The companion piece was to have been Bartók’s ballet The Miraculous Mandarin, save that the director was persona non grata thanks to Peeping Tom. Bluebeard’s Castle eschews the dynamic style of editing that pertains to The Archers, but maintains a steady grasp of cinematographic action in the faces of the actors over long striding steps by the camera through Heckroth’s zaubertiergarten (cf. Walters’ Lili for a general kinship to Powell). The grand staircase unrolled in The Tales of Hoffmann as painted lines is Lands and Mountains here (the fifth door), cogent and undulating lines suggest topography, a blue diaphane some considerable distance. The swords of the second door encircle Judith in a mandorla at the seventh, Bluebeard’s anguish head-in-hands reflects the first door’s torture chamber. His treasure (third), garden (fourth) and pool of tears (sixth) belie the “sunshine, love and music” proffered by his bride. She joins the others, morning, noon and twilight, behind the last door, the bride of night, in Béla Balázs’ libretto.

 

They’re a Weird Mob

The thematic representation of Australia is akin to 49th Parallel in its adoption of a foreign viewpoint, but Powell stays in Sydney for an intimate comedy on another basis.

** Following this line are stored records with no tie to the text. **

//! SRT UDP listener
//!
//! One task reads every datagram from the shared listener socket. Data
//! packets are dispatched inline, in arrival order. Handshakes run in their
//! own task because a conclusion waits on the backend, and a silent backend
//! must not hold up other connections. Packets of one connection still
//! serialize on its lock.

use std::net::SocketAddr;
use std::sync::Arc;
use std::time::{Duration, Instant};

use dashmap::DashMap;
use tokio::net::UdpSocket;
use tokio::sync::Mutex;
use tokio_util::sync::CancellationToken;

use super::connection::SrtConnection;
use super::packet::{self, HandshakePacket};
use crate::error::{Result, ResultExt};
use crate::registry::BackendRegistry;

/// SRT relay settings
#[derive(Debug, Clone)]
pub struct SrtConfig {
    /// Connections without client traffic for this long are dropped
    pub idle_timeout: Duration,

    /// Bound on each backend read during the handshake relay
    pub handshake_timeout: Duration,

    /// Interval between idle sweeps
    pub cleanup_interval: Duration,
}

impl Default for SrtConfig {
    fn default() -> Self {
        Self {
            idle_timeout: Duration::from_secs(120),
            handshake_timeout: Duration::from_secs(5),
            cleanup_interval: Duration::from_secs(10),
        }
    }
}

type SharedConnection = Arc<Mutex<SrtConnection>>;

/// SRT proxy server
pub struct SrtServer {
    socket: Arc<UdpSocket>,
    registry: Arc<BackendRegistry>,
    connections: DashMap<u32, SharedConnection>,
    config: SrtConfig,
    start: Instant,
    cancel: CancellationToken,
}

impl SrtServer {
    /// Bind the listener socket
    ///
    /// Cancelling `cancel` stops the read loop and every backend pump.
    pub async fn bind(
        addr: SocketAddr,
        registry: Arc<BackendRegistry>,
        config: SrtConfig,
        cancel: CancellationToken,
    ) -> Result<Self> {
        let socket = UdpSocket::bind(addr)
            .await
            .stage(format!("listen srt {addr}"))?;
        tracing::info!(addr = %socket.local_addr()?, "SRT server listening");

        Ok(Self {
            socket: Arc::new(socket),
            registry,
            connections: DashMap::new(),
            config,
            start: Instant::now(),
            cancel,
        })
    }

    pub fn local_addr(&self) -> Result<SocketAddr> {
        Ok(self.socket.local_addr()?)
    }

    /// Number of socket ids currently mapped to a connection
    pub fn connection_count(&self) -> usize {
        self.connections.len()
    }

    /// Read datagrams until cancelled
    pub async fn run(self: Arc<Self>) -> Result<()> {
        let mut buf = vec![0u8; 65536];
        let mut ticker = tokio::time::interval(self.config.cleanup_interval);

        loop {
            tokio::select! {
                _ = self.cancel.cancelled() => break,
                _ = ticker.tick() => self.cleanup(),
                result = self.socket.recv_from(&mut buf) => {
                    let (n, addr) = match result {
                        Ok(v) => v,
                        Err(e) => {
                            tracing::warn!(error = %e, "SRT read failed");
                            continue;
                        }
                    };

                    let data = &buf[..n];
                    if packet::is_handshake(data) {
                        let server = Arc::clone(&self);
                        let data = data.to_vec();
                        tokio::spawn(async move {
                            if let Err(e) = server.handle_datagram(addr, &data).await {
                                tracing::warn!(peer = %addr, error = %e, "SRT handshake failed");
                            }
                        });
                    } else if let Err(e) = self.handle_datagram(addr, data).await {
                        tracing::warn!(peer = %addr, size = n, error = %e, "SRT packet dropped");
                    }
                }
            }
        }

        self.connections.clear();
        tracing::info!("SRT server stopped");
        Ok(())
    }

    /// Dispatch one client datagram
    pub async fn handle_datagram(&self, addr: SocketAddr, data: &[u8]) -> Result<()> {
        let mut socket_id = packet::socket_id_of(data);

        let handshake = if packet::is_handshake(data) {
            let hs = HandshakePacket::parse(data)?;
            if socket_id == 0 {
                socket_id = hs.srt_socket_id;
            }
            Some(hs)
        } else {
            None
        };

        let connection = Arc::clone(
            self.connections
                .entry(socket_id)
                .or_insert_with(|| {
                    tracing::debug!(socket_id = socket_id, peer = %addr, "New SRT connection");
                    Arc::new(Mutex::new(SrtConnection::new(
                        socket_id,
                        Arc::clone(&self.socket),
                        self.start,
                        self.config.handshake_timeout,
                        self.cancel.child_token(),
                    )))
                })
                .value(),
        );

        let new_socket_id = connection
            .lock()
            .await
            .handle_packet(handshake, addr, data, &self.registry)
            .await?;

        if new_socket_id != 0 && new_socket_id != socket_id {
            self.connections.insert(new_socket_id, connection);
        }
        Ok(())
    }

    /// Drop connections idle longer than the idle timeout
    pub fn cleanup(&self) {
        let idle = self.config.idle_timeout;
        self.connections.retain(|socket_id, connection| match connection.try_lock() {
            Ok(conn) => {
                let keep = conn.last_active().elapsed() < idle;
                if !keep {
                    tracing::debug!(
                        socket_id = *socket_id,
                        stream = conn.stream_url().unwrap_or_default(),
                        "SRT connection idle, dropped"
                    );
                }
                keep
            }
            Err(_) => true,
        });
    }
}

La Seconda Madre is the Othello problem, resolved dramatically by the same equivoque.

Powell’s labors are those of his Italian, a sports editor and tennis player, mucking in on the foundation with mattock and shovel, “a decent bastard”.

Haskin revealed the terrain in Long John Silver, Powell goes to the city for the abrupt contact that broaches the issue, and he finds it everywhere.

Critics have always complained of his minute comic wranglings over language and customs, but they are the stuff of life where comedy is. The film is simultaneously reported as a great box office success and a critical failure. Skolimowski has perhaps a flavor of it in Moonlighting.

 

Age of Consent

In this field, the comic viewpoint ranges among such films as Pommer’s Vessel of Wrath (The Beachcomber), Fernandez’ Maria Candelaria and Erotica, and with James Mason there is Hamilton’s Touch of Larceny as well as Kubrick’s Lolita. The unique position takes an Australian painter home from New York to a Queensland beach and a constellation of baleful stars that vanishes with the sunrise. This is a major observation, the comic interludes and asides most resented by critics as irrelevant are central to its purpose, the definition of art and artist in the Antipodes.

Neither a moral outrage nor a bourgeoise on an annuity, in no event N. Kelly’s IOU.

The decisive painting is sufficiently seen upside-down and partially hidden by a table in the artist’s bungalow during the first part of the last scene, enough to cinch the argument.

 

The Boy Who Turned Yellow

As filmed, this is Pressburger’s version of the lower form joke about a bird in a miniskirt at her shopping who bent down for ice cream and got butter.